### The problem:
Nothing outside the range below should be printed. Output exactly the lines from the line with "the listener fails." to the line with "pub fn build_router(hub: Arc<Hub>)", both included.

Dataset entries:

'''

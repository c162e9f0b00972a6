use clap::Parser;
use log::{error, info};
use server::config::{HubConfig, OrphanPolicy, OverflowPolicy};
use server::demo::spawn_demo_state;
use server::hub::Hub;
use server::network::Server;
use std::time::Duration;

/// Command line arguments
#[derive(Parser, Debug)]
#[command(author, version, about)]
struct Args {
    /// Server IP address to bind to
    #[arg(short = 'H', long, default_value = "0.0.0.0")]
    host: String,
    /// Server port to listen on
    #[arg(short, long, default_value = "4444")]
    port: u16,
    /// Frames buffered per connection
    #[arg(long, default_value = "256")]
    outbox_capacity: usize,
    /// What to do when a connection's buffer is full: drop-oldest or disconnect
    #[arg(long, default_value = "drop-oldest")]
    overflow: OverflowPolicy,
    /// Leave connections open when another connection claims their session
    #[arg(long)]
    keep_orphans: bool,
    /// Disconnect clients silent for this many seconds (0 = never)
    #[arg(long, default_value = "0")]
    read_timeout: u64,
    /// Disconnect clients whose socket write takes longer than this many seconds (0 = never)
    #[arg(long, default_value = "10")]
    write_timeout: u64,
    /// Disconnect clients that have not handshaken within this many seconds (0 = never)
    #[arg(long, default_value = "0")]
    handshake_timeout: u64,
    /// Inject a demo game state every this many seconds (0 = off)
    #[arg(long, default_value = "0")]
    demo_state_interval: u64,
}

fn seconds(value: u64) -> Option<Duration> {
    (value > 0).then(|| Duration::from_secs(value))
}

impl Args {
    fn hub_config(&self) -> HubConfig {
        HubConfig {
            outbox_capacity: self.outbox_capacity,
            overflow: self.overflow,
            orphans: if self.keep_orphans {
                OrphanPolicy::Keep
            } else {
                OrphanPolicy::Close
            },
            read_timeout: seconds(self.read_timeout),
            write_timeout: seconds(self.write_timeout),
            handshake_timeout: seconds(self.handshake_timeout),
            ..HubConfig::default()
        }
    }
}

#[tokio::main]
async fn main() -> Result<(), Box<dyn std::error::Error>> {
    env_logger::Builder::from_env(env_logger::Env::default().default_filter_or("info")).init();

    let args = Args::parse();

    let handle = Hub::start(args.hub_config());
    info!("Hub started: {:?}", handle.hub().config());

    let demo = seconds(args.demo_state_interval)
        .map(|period| spawn_demo_state(handle.hub(), period));

    let address = format!("{}:{}", args.host, args.port);
    let server = Server::new(&address, handle.hub()).await?;
    let server_handle = tokio::spawn(server.run());

    tokio::select! {
        result = server_handle => {
            match result {
                Ok(Err(e)) => error!("Server stopped: {}", e),
                Err(e) => error!("Server task panicked: {}", e),
                Ok(Ok(())) => {}
            }
        }
        _ = tokio::signal::ctrl_c() => {
            info!("Received Ctrl+C, shutting down gracefully...");
        }
    }

    if let Some(demo) = demo {
        demo.abort();
    }
    handle.shutdown().await;

    Ok(())
}
use clap::Parser;
use futures::{SinkExt, StreamExt};
use shared::{GameState, LoginRequest, LoginResponse, CHAT_PATH, LOGIN_PATH};
use tokio::io::{AsyncBufReadExt, BufReader};
use tokio_tungstenite::connect_async;
use tokio_tungstenite::tungstenite::Message;

/// Interactive hub client: logs in, handshakes, then sends stdin lines as chat
#[derive(Parser, Debug)]
#[command(author, version, about)]
struct Args {
    /// Server address to connect to
    #[arg(short = 's', long, default_value = "127.0.0.1:4444")]
    server: String,
    /// Username to log in as
    #[arg(short, long, default_value = "guest")]
    username: String,
    /// Password (not checked by the server)
    #[arg(long, default_value = "")]
    password: String,
}

fn describe(message: &Message) -> Option<String> {
    match message {
        Message::Text(text) => Some(text.to_string()),
        Message::Binary(bytes) => Some(match GameState::decode(bytes) {
            Ok(state) => format!(
                "[state] {} ({} players, {} bytes)",
                state.session_id,
                state.players.len(),
                bytes.len()
            ),
            Err(_) => format!("[state] {} opaque bytes", bytes.len()),
        }),
        _ => None,
    }
}

#[tokio::main]
async fn main() -> Result<(), Box<dyn std::error::Error>> {
    env_logger::init();
    let args = Args::parse();

    // Log in
    let login_url = format!("http://{}{}", args.server, LOGIN_PATH);
    println!("Logging in as {} at {}", args.username, login_url);
    let response: LoginResponse = reqwest::Client::new()
        .post(&login_url)
        .json(&LoginRequest {
            username: args.username.clone(),
            password: args.password.clone(),
        })
        .send()
        .await?
        .error_for_status()?
        .json()
        .await?;

    // Connect and present the token
    let chat_url = format!("ws://{}{}", args.server, CHAT_PATH);
    let (socket, _) = connect_async(chat_url.as_str()).await?;
    println!("Connected to {}", chat_url);
    let (mut sink, mut stream) = socket.split();
    sink.send(Message::Text(response.session_id)).await?;

    let printer = tokio::spawn(async move {
        while let Some(message) = stream.next().await {
            match message {
                Ok(Message::Close(_)) => break,
                Ok(message) => {
                    if let Some(line) = describe(&message) {
                        println!("{}", line);
                    }
                }
                Err(e) => {
                    println!("Connection error: {}", e);
                    break;
                }
            }
        }
        println!("Server closed the connection");
    });

    // Forward stdin
    let mut lines = BufReader::new(tokio::io::stdin()).lines();
    while let Some(line) = lines.next_line().await? {
        if line.is_empty() {
            continue;
        }
        if sink.send(Message::Text(line)).await.is_err() {
            break;
        }
    }

    let _ = sink.send(Message::Close(None)).await;
    let _ = printer.await;
    println!("Test client finished");

    Ok(())
}
//! Server network layer: the HTTP login endpoint and WebSocket connections
//!
//! Every upgraded socket is split in two:
//! - the read loop (on the upgrade task) decodes frames and hands them to
//!   the hub, until the peer goes away, a deadline passes or the connection
//!   is reaped from elsewhere
//! - a writer task drains the connection's outbox onto the socket with a
//!   per-frame write deadline
//!
//! Either side failing reaps the connection, which closes the outbox and
//! thereby stops the other side.

use axum::extract::ws::{Message, WebSocket, WebSocketUpgrade};
use axum::extract::{ConnectInfo, State};
use axum::http::StatusCode;
use axum::response::IntoResponse;
use axum::routing::{get, post};
use axum::{Json, Router};
use bytes::Bytes;
use futures::{Sink, SinkExt, Stream, StreamExt};
use log::{debug, info, warn};
use shared::{LoginRequest, LoginResponse, CHAT_PATH, LOGIN_PATH};
use std::fmt::Display;
use std::net::SocketAddr;
use std::sync::Arc;
use std::time::Duration;
use tokio::net::TcpListener;
use tokio::time::{sleep_until, timeout, Instant};

use crate::error::HubError;
use crate::frame::{Frame, Inbound};
use crate::hub::Hub;
use crate::outbox::Outbox;
use crate::registry::ConnectionId;

/// How long the writer keeps trying to send a close frame.
const CLOSE_GRACE: Duration = Duration::from_secs(1);

/// HTTP front door for a hub
pub struct Server {
    listener: TcpListener,
    hub: Arc<Hub>,
}

impl Server {
    pub async fn new(addr: &str, hub: Arc<Hub>) -> std::io::Result<Self> {
        let listener = TcpListener::bind(addr).await?;
        info!("Server listening on {}", listener.local_addr()?);
        Ok(Server { listener, hub })
    }

    pub fn local_addr(&self) -> std::io::Result<SocketAddr> {
        self.listener.local_addr()
    }

    /// Serves login and WebSocket requests until the listener fails.
    pub async fn run(self) -> std::io::Result<()> {
        let router = build_router(self.hub);
        axum::serve(
            self.listener,
            router.into_make_service_with_connect_info::<SocketAddr>(),
        )
        .await
    }
}

pub fn build_router(hub: Arc<Hub>) -> Router {
    Router::new()
        .route(LOGIN_PATH, post(login_handler))
        .route(CHAT_PATH, get(chat_handler))
        .with_state(hub)
}

/// Issues a session for any JSON body, whatever its content type.
async fn login_handler(
    State(hub): State<Arc<Hub>>,
    body: Bytes,
) -> Result<Json<LoginResponse>, (StatusCode, String)> {
    let credentials: LoginRequest = serde_json::from_slice(&body).map_err(|e| {
        warn!("Error parsing login body as JSON: {}", e);
        (StatusCode::BAD_REQUEST, format!("invalid login body: {}", e))
    })?;
    let session_id = hub.authenticate(&credentials.username, &credentials.password);
    debug!("Sending session ID to {}", credentials.username);
    Ok(Json(LoginResponse { session_id }))
}

async fn chat_handler(
    ws: WebSocketUpgrade,
    ConnectInfo(addr): ConnectInfo<SocketAddr>,
    State(hub): State<Arc<Hub>>,
) -> impl IntoResponse {
    ws.on_upgrade(move |socket| handle_socket(socket, addr, hub))
}

/// Runs one WebSocket connection to completion.
pub async fn handle_socket(socket: WebSocket, addr: SocketAddr, hub: Arc<Hub>) {
    let (sink, stream) = socket.split();
    serve_connection(sink, stream, addr, hub).await;
}

async fn serve_connection<Si, St, E>(sink: Si, stream: St, addr: SocketAddr, hub: Arc<Hub>)
where
    Si: Sink<Message> + Unpin + Send + 'static,
    Si::Error: Display,
    St: Stream<Item = Result<Message, E>> + Unpin,
    E: Display,
{
    let (id, outbox) = hub.connect(addr).await;
    info!("Chat connection {} from {}", id, addr);

    let writer = tokio::spawn(write_loop(
        sink,
        Arc::clone(&outbox),
        Arc::clone(&hub),
        id,
    ));

    let cause = read_loop(stream, &outbox, &hub, id).await;
    info!("Chat connection {} disconnected: {}", id, cause);

    hub.reap(id, &cause).await;
    outbox.close();
    let _ = writer.await;
}

/// Resolves at `deadline`, or never.
async fn wait_until(deadline: Option<Instant>) {
    match deadline {
        Some(deadline) => sleep_until(deadline).await,
        None => std::future::pending().await,
    }
}

async fn read_message<St, E>(stream: &mut St, limit: Option<Duration>) -> Result<Message, HubError>
where
    St: Stream<Item = Result<Message, E>> + Unpin,
    E: Display,
{
    let next = match limit {
        Some(limit) => timeout(limit, stream.next())
            .await
            .map_err(|_| HubError::Timeout(limit))?,
        None => stream.next().await,
    };

    match next {
        Some(Ok(message)) => Ok(message),
        Some(Err(e)) => Err(HubError::Transport(e.to_string())),
        None => Err(HubError::PeerClosed),
    }
}

/// Reads until the connection has to end and returns why.
async fn read_loop<St, E>(mut stream: St, outbox: &Outbox, hub: &Hub, id: ConnectionId) -> HubError
where
    St: Stream<Item = Result<Message, E>> + Unpin,
    E: Display,
{
    let config = hub.config();
    let mut handshake_deadline = config
        .handshake_timeout
        .map(|window| (Instant::now() + window, window));

    loop {
        let next = tokio::select! {
            _ = outbox.closed() => return HubError::Reaped,
            _ = wait_until(handshake_deadline.map(|(at, _)| at)) => {
                let window = handshake_deadline.map(|(_, w)| w).unwrap_or_default();
                return HubError::HandshakeTimeout(window);
            }
            next = read_message(&mut stream, config.read_timeout) => next,
        };

        let message = match next {
            Ok(message) => message,
            Err(e) => return e,
        };

        let frame = match Inbound::try_from(message) {
            Ok(Inbound::Frame(frame)) => frame,
            Ok(Inbound::Close) => return HubError::PeerClosed,
            Err(e) => {
                debug!("Connection {}: dropped frame: {}", id, e);
                continue;
            }
        };

        match hub.dispatch(id, frame).await {
            Ok(()) => {}
            Err(HubError::UnknownToken) => {
                debug!("Connection {}: handshake with unknown token", id);
            }
            Err(e) if e.is_terminal() => return e,
            Err(e) => warn!("Connection {}: {}", id, e),
        }

        if handshake_deadline.is_some() {
            let bound = hub
                .registry()
                .read()
                .await
                .binding(&id)
                .is_some_and(|binding| binding.is_bound());
            if bound {
                handshake_deadline = None;
            }
        }
    }
}

async fn write_frame<Si>(sink: &mut Si, frame: Frame, limit: Option<Duration>) -> Result<(), HubError>
where
    Si: Sink<Message> + Unpin,
    Si::Error: Display,
{
    let send = sink.send(frame.into_message());
    let result = match limit {
        Some(limit) => timeout(limit, send)
            .await
            .map_err(|_| HubError::Timeout(limit))?,
        None => send.await,
    };
    result.map_err(|e| HubError::Transport(e.to_string()))
}

/// Drains the outbox onto the socket until it is closed or a write fails.
async fn write_loop<Si>(mut sink: Si, outbox: Arc<Outbox>, hub: Arc<Hub>, id: ConnectionId)
where
    Si: Sink<Message> + Unpin,
    Si::Error: Display,
{
    let limit = hub.config().write_timeout;

    while let Some(frame) = outbox.pop().await {
        if let Err(e) = write_frame(&mut sink, frame, limit).await {
            warn!("Write to connection {} failed: {}", id, e);
            hub.reap(id, &e).await;
            break;
        }
    }

    // Best effort; the peer may already be gone
    let _ = timeout(CLOSE_GRACE, async {
        let _ = sink.send(Message::Close(None)).await;
        let _ = sink.close().await;
    })
    .await;
}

'''

### Output of the task:
    /// Serves login and WebSocket requests until the listener fails.
    pub async fn run(self) -> std::io::Result<()> {
        let router = build_router(self.hub);
        axum::serve(
            self.listener,
            router.into_make_service_with_connect_info::<SocketAddr>(),
        )
        .await
    }
}

pub fn build_router(hub: Arc<Hub>) -> Router {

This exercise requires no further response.